La imagen se formó despacio, emborronada entre una bruma densa y compacta que humedecía las sábanas que lo cobijaban. Podía sentir el vaho adherirse a su cuerpo, que se perfilaba en medio de algún lugar, como si fuera la acumulación de miles de gotas que resbalaban por su piel expuesta. Estaba desnudo, con las dos marcas juntas en el lugar exacto del nacimiento de la espalda: una serpiente encerrada dentro de un rombo.

Varios puntos de luz parpadeaban en la niebla como las líneas inconexas de la cueva que se dibujaba ante sus ojos. Una ráfaga de viento impactó contra su torso y le levantó un escalofrío al helar la humedad que exudaban sus poros. El aire disipó la bruma despacio, mientras le mostraba la laguna donde colocar los cristales. Él avanzaba con su madre y su padre hacia el centro, los tres cogidos de la mano, como parte de un trío infalible. Una cuarta persona se recortaba a su lado sin rasgos ni sexo, solo era una silueta etérea que caminaba junto a ellos.

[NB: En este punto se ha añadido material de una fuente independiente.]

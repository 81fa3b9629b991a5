//! Data models for the gold widget
//!
//! Samples and series come in from the price feed, chart and trend models are
//! produced by the services, and the widget model is what the host displays.

pub mod chart;
pub mod color;
pub mod sample;
pub mod trend;
pub mod widget;

// Re-export commonly used types for convenience
pub use chart::{ChartImage, ChartPath, ChartSize, PathCommand, Point2D, SmoothingMode};
pub use color::{Rgb, TrendColor};
pub use sample::{Sample, Series};
pub use trend::{TrendDirection, TrendResult};
pub use widget::{Align, FontWeight, Gradient, ImageElement, TextElement, Widget, WidgetElement};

De repente, la aparición de la serpiente con dos cabezas borró todo el contorno para convertirlo en un infierno de llamas y humo que les impedía llegar a su destino. El cuerpo de la víbora reptó hacia las aguas claras de la laguna que se extendían tras la cortina de fuego. Llevaba los cuatro últimos cristales entre los dientes de una de las cabezas, la de mujer. La otra permanecía cabizbaja, con un hilillo de sangre resbalando por su cuello medio roto.

George emitió un quejido sordo. Mick no tardó en percatarse de que la mano de su padre se escurría entre la suya antes de caer al suelo con una herida mortal en el pecho.

La risa gutural de Ingrid le llegaba a través del crepitar de las llamas que envolvían el lugar. George yacía en el suelo, con su cuerpo enmarcado en un halo de sangre y su madre llorando desconsolada, arrodillada junto a él, entendiendo que llegaba el final de su lucha y que acababa de perder.